● Recorded information

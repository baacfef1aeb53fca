//! Deterministic CryptoProvider for tests and demos.

use super::provider::{hmac_sha256, CryptoProvider, EntropyError};
use std::collections::VecDeque;

/// Provider that serves pre-scripted random bytes.
///
/// HMAC is the real algorithm, so commitments produced under a script verify
/// exactly like production ones. When the script runs out (or was built with
/// [`ScriptedCrypto::unavailable`]) every draw fails with `EntropyError`.
#[derive(Clone, Debug, Default)]
pub struct ScriptedCrypto {
    script: VecDeque<u8>,
    draws: usize,
}

impl ScriptedCrypto {
    /// Create an empty script
    pub fn new() -> Self {
        Self::default()
    }

    /// Script a round: the secret bytes followed by the opponent's index
    pub fn for_round(secret: [u8; 32], opponent_index: usize) -> Self {
        Self::new()
            .with_bytes(&secret)
            .with_index(opponent_index)
    }

    /// Provider whose random source always fails
    pub fn unavailable() -> Self {
        Self::new()
    }

    /// Append raw bytes to the script
    pub fn with_bytes(mut self, bytes: &[u8]) -> Self {
        self.script.extend(bytes.iter().copied());
        self
    }

    /// Append a draw that `random_index` will decode to `index`
    pub fn with_index(self, index: usize) -> Self {
        self.with_bytes(&(index as u64).to_be_bytes())
    }

    /// Number of successful `random_bytes` calls served so far
    pub fn draws(&self) -> usize {
        self.draws
    }

    /// Bytes still queued
    pub fn remaining(&self) -> usize {
        self.script.len()
    }
}

impl CryptoProvider for ScriptedCrypto {
    fn random_bytes(&mut self, dest: &mut [u8]) -> Result<(), EntropyError> {
        if self.script.len() < dest.len() {
            return Err(EntropyError::Unavailable(format!(
                "script exhausted: wanted {} bytes, {} left",
                dest.len(),
                self.script.len()
            )));
        }
        for byte in dest.iter_mut() {
            // Length checked above.
            *byte = self.script.pop_front().unwrap_or_default();
        }
        self.draws += 1;
        Ok(())
    }

    fn hmac_sha256(&self, key: &[u8], message: &[u8]) -> [u8; 32] {
        hmac_sha256(key, message)
    }
}
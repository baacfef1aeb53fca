//! Commitment for the HMAC commit-reveal scheme.

use super::provider::{hmac_sha256, CryptoProvider};
use super::secret::Secret;
use serde::{Deserialize, Serialize};
use std::fmt;
use thiserror::Error;

/// Commitment = HMAC-SHA256(key = secret, message = move name)
#[derive(Clone, Copy, PartialEq, Eq, Hash, Serialize, Deserialize)]
#[serde(transparent)]
pub struct Commitment(#[serde(with = "super::hex_serde")] [u8; 32]);

impl Commitment {
    /// Bind `move_name` to `secret`
    pub fn compute<P: CryptoProvider + ?Sized>(provider: &P, secret: &Secret, move_name: &str) -> Self {
        Self(provider.hmac_sha256(secret.as_bytes(), move_name.as_bytes()))
    }

    /// Create from raw bytes
    pub fn from_bytes(bytes: [u8; 32]) -> Self {
        Self(bytes)
    }

    /// Parse a published commitment (64 hex characters)
    pub fn from_hex(s: &str) -> Result<Self, hex::FromHexError> {
        let mut bytes = [0u8; 32];
        hex::decode_to_slice(s.trim(), &mut bytes)?;
        Ok(Self(bytes))
    }

    /// Get the underlying bytes
    pub fn as_bytes(&self) -> &[u8; 32] {
        &self.0
    }

    /// Verify that the given secret and move name produce this commitment
    pub fn verify<P: CryptoProvider + ?Sized>(&self, provider: &P, secret: &Secret, move_name: &str) -> bool {
        *self == Self::compute(provider, secret, move_name)
    }
}

impl fmt::Debug for Commitment {
    fn fmt(&self, f: &mut fmt::Formatter<'_>) -> fmt::Result {
        write!(f, "Commitment({})", hex::encode(&self.0[..8]))
    }
}

impl fmt::Display for Commitment {
    fn fmt(&self, f: &mut fmt::Formatter<'_>) -> fmt::Result {
        write!(f, "{}", hex::encode(self.0))
    }
}

/// Errors decoding a reveal for offline verification
#[derive(Debug, Error)]
pub enum VerifyError {
    #[error("malformed commitment: {0}")]
    Commitment(hex::FromHexError),

    #[error("malformed key: {0}")]
    Key(hex::FromHexError),
}

/// Check a published commitment against a revealed key and move name.
///
/// Needs nothing from the session that produced it, so any observer holding
/// the three values can run it.
pub fn verify_reveal(commitment_hex: &str, key_hex: &str, move_name: &str) -> Result<bool, VerifyError> {
    let commitment = Commitment::from_hex(commitment_hex).map_err(VerifyError::Commitment)?;
    let secret = Secret::from_hex(key_hex).map_err(VerifyError::Key)?;
    Ok(commitment.0 == hmac_sha256(secret.as_bytes(), move_name.as_bytes()))
}

#[cfg(test)]
mod tests {
    use super::*;
    use crate::crypto::SystemCrypto;

    fn secret(byte: u8) -> Secret {
        Secret::from_bytes([byte; 32])
    }

    #[test]
    fn test_commitment_verification() {
        let key = Secret::generate(&mut SystemCrypto).unwrap();
        let commitment = Commitment::compute(&SystemCrypto, &key, "Rock");

        assert!(commitment.verify(&SystemCrypto, &key, "Rock"));
    }

    #[test]
    fn test_commitment_is_deterministic() {
        let a = Commitment::compute(&SystemCrypto, &secret(1), "Spock");
        let b = Commitment::compute(&SystemCrypto, &secret(1), "Spock");

        assert_eq!(a, b);
    }

    #[test]
    fn test_different_moves_different_commitments() {
        let commitment1 = Commitment::compute(&SystemCrypto, &secret(1), "Rock");
        let commitment2 = Commitment::compute(&SystemCrypto, &secret(1), "Paper");

        assert_ne!(commitment1, commitment2);
    }

    #[test]
    fn test_different_keys_different_commitments() {
        let commitment1 = Commitment::compute(&SystemCrypto, &secret(1), "Rock");
        let commitment2 = Commitment::compute(&SystemCrypto, &secret(2), "Rock");

        assert_ne!(commitment1, commitment2);
    }

    #[test]
    fn test_wrong_move_fails_verification() {
        let commitment = Commitment::compute(&SystemCrypto, &secret(3), "Rock");

        assert!(!commitment.verify(&SystemCrypto, &secret(3), "rock"));
    }

    #[test]
    fn test_display_is_64_lowercase_hex() {
        let shown = Commitment::compute(&SystemCrypto, &secret(4), "Lizard").to_string();

        assert_eq!(shown.len(), 64);
        assert!(shown.chars().all(|c| c.is_ascii_digit() || ('a'..='f').contains(&c)));
    }

    #[test]
    fn test_from_hex_roundtrip() {
        let commitment = Commitment::compute(&SystemCrypto, &secret(5), "Paper");
        let parsed = Commitment::from_hex(&commitment.to_string()).unwrap();

        assert_eq!(commitment, parsed);
    }

    #[test]
    fn test_serializes_as_hex_string() {
        let commitment = Commitment::compute(&SystemCrypto, &secret(6), "Rock");
        let json = serde_json::to_string(&commitment).unwrap();

        assert_eq!(json, format!("\"{}\"", commitment));
        let back: Commitment = serde_json::from_str(&json).unwrap();
        assert_eq!(back, commitment);
    }

    #[test]
    fn test_verify_reveal() {
        let key = secret(7);
        let commitment = Commitment::compute(&SystemCrypto, &key, "Scissors").to_string();

        assert!(verify_reveal(&commitment, &key.to_hex(), "Scissors").unwrap());
        assert!(!verify_reveal(&commitment, &key.to_hex(), "Rock").unwrap());
        assert!(!verify_reveal(&commitment, &secret(8).to_hex(), "Scissors").unwrap());
    }

    #[test]
    fn test_verify_reveal_rejects_bad_hex() {
        let key = secret(9);
        let commitment = Commitment::compute(&SystemCrypto, &key, "Rock").to_string();

        assert!(matches!(
            verify_reveal("nothex", &key.to_hex(), "Rock"),
            Err(VerifyError::Commitment(_))
        ));
        assert!(matches!(
            verify_reveal(&commitment, "abc", "Rock"),
            Err(VerifyError::Key(_))
        ));
    }
}
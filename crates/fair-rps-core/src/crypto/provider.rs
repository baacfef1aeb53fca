//! Randomness and keyed-hash capabilities.

use hmac::{Hmac, Mac};
use rand::rngs::OsRng;
use rand::RngCore;
use sha2::Sha256;
use thiserror::Error;

type HmacSha256 = Hmac<Sha256>;

/// Failure to draw from the secure random source
#[derive(Debug, Error)]
pub enum EntropyError {
    #[error("secure random source unavailable: {0}")]
    Unavailable(String),
}

/// Trait for the cryptographic capabilities a round needs
///
/// Implementations:
/// - SystemCrypto for production (OS entropy, real HMAC)
/// - ScriptedCrypto for tests that need fixed secrets and opponent moves
pub trait CryptoProvider {
    /// Fill `dest` from a cryptographically secure source
    fn random_bytes(&mut self, dest: &mut [u8]) -> Result<(), EntropyError>;

    /// HMAC-SHA256 of `message` keyed by `key`
    fn hmac_sha256(&self, key: &[u8], message: &[u8]) -> [u8; 32];

    /// Draw an index uniformly from `0..bound`.
    ///
    /// Rejection sampling over 64-bit draws keeps the result unbiased for
    /// any bound.
    ///
    /// # Panics
    ///
    /// Panics if `bound` is zero. Callers pass the size of a validated move
    /// set, which is at least three.
    fn random_index(&mut self, bound: usize) -> Result<usize, EntropyError> {
        assert!(bound > 0, "random_index needs a non-empty range");
        let bound = bound as u64;
        // Largest accepted value; everything above would skew the modulo.
        let ceiling = u64::MAX - (u64::MAX % bound + 1) % bound;
        loop {
            let mut buf = [0u8; 8];
            self.random_bytes(&mut buf)?;
            let value = u64::from_be_bytes(buf);
            if value <= ceiling {
                return Ok((value % bound) as usize);
            }
        }
    }
}

/// HMAC-SHA256 over the given key and message
pub fn hmac_sha256(key: &[u8], message: &[u8]) -> [u8; 32] {
    let mut mac = HmacSha256::new_from_slice(key).expect("HMAC accepts keys of any length");
    mac.update(message);
    mac.finalize().into_bytes().into()
}

/// Production provider backed by the operating system's entropy source.
///
/// `OsRng` carries no state, so concurrent sessions never share draws.
#[derive(Clone, Copy, Debug, Default)]
pub struct SystemCrypto;

impl CryptoProvider for SystemCrypto {
    fn random_bytes(&mut self, dest: &mut [u8]) -> Result<(), EntropyError> {
        OsRng
            .try_fill_bytes(dest)
            .map_err(|err| EntropyError::Unavailable(err.to_string()))
    }

    fn hmac_sha256(&self, key: &[u8], message: &[u8]) -> [u8; 32] {
        hmac_sha256(key, message)
    }
}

● What to do
All that should be written out is the stretch of lines above between the one holding "pub fn from_bytes(bytes: [u8;" and the one holding "pub fn as_bytes(&self)", inclusive, exactly as given.

● Result
    pub fn from_bytes(bytes: [u8; 32]) -> Self {
        Self(bytes)
    }

    /// Parse a published commitment (64 hex characters)
    pub fn from_hex(s: &str) -> Result<Self, hex::FromHexError> {
        let mut bytes = [0u8; 32];
        hex::decode_to_slice(s.trim(), &mut bytes)?;
        Ok(Self(bytes))
    }

    /// Get the underlying bytes
    pub fn as_bytes(&self) -> &[u8; 32] {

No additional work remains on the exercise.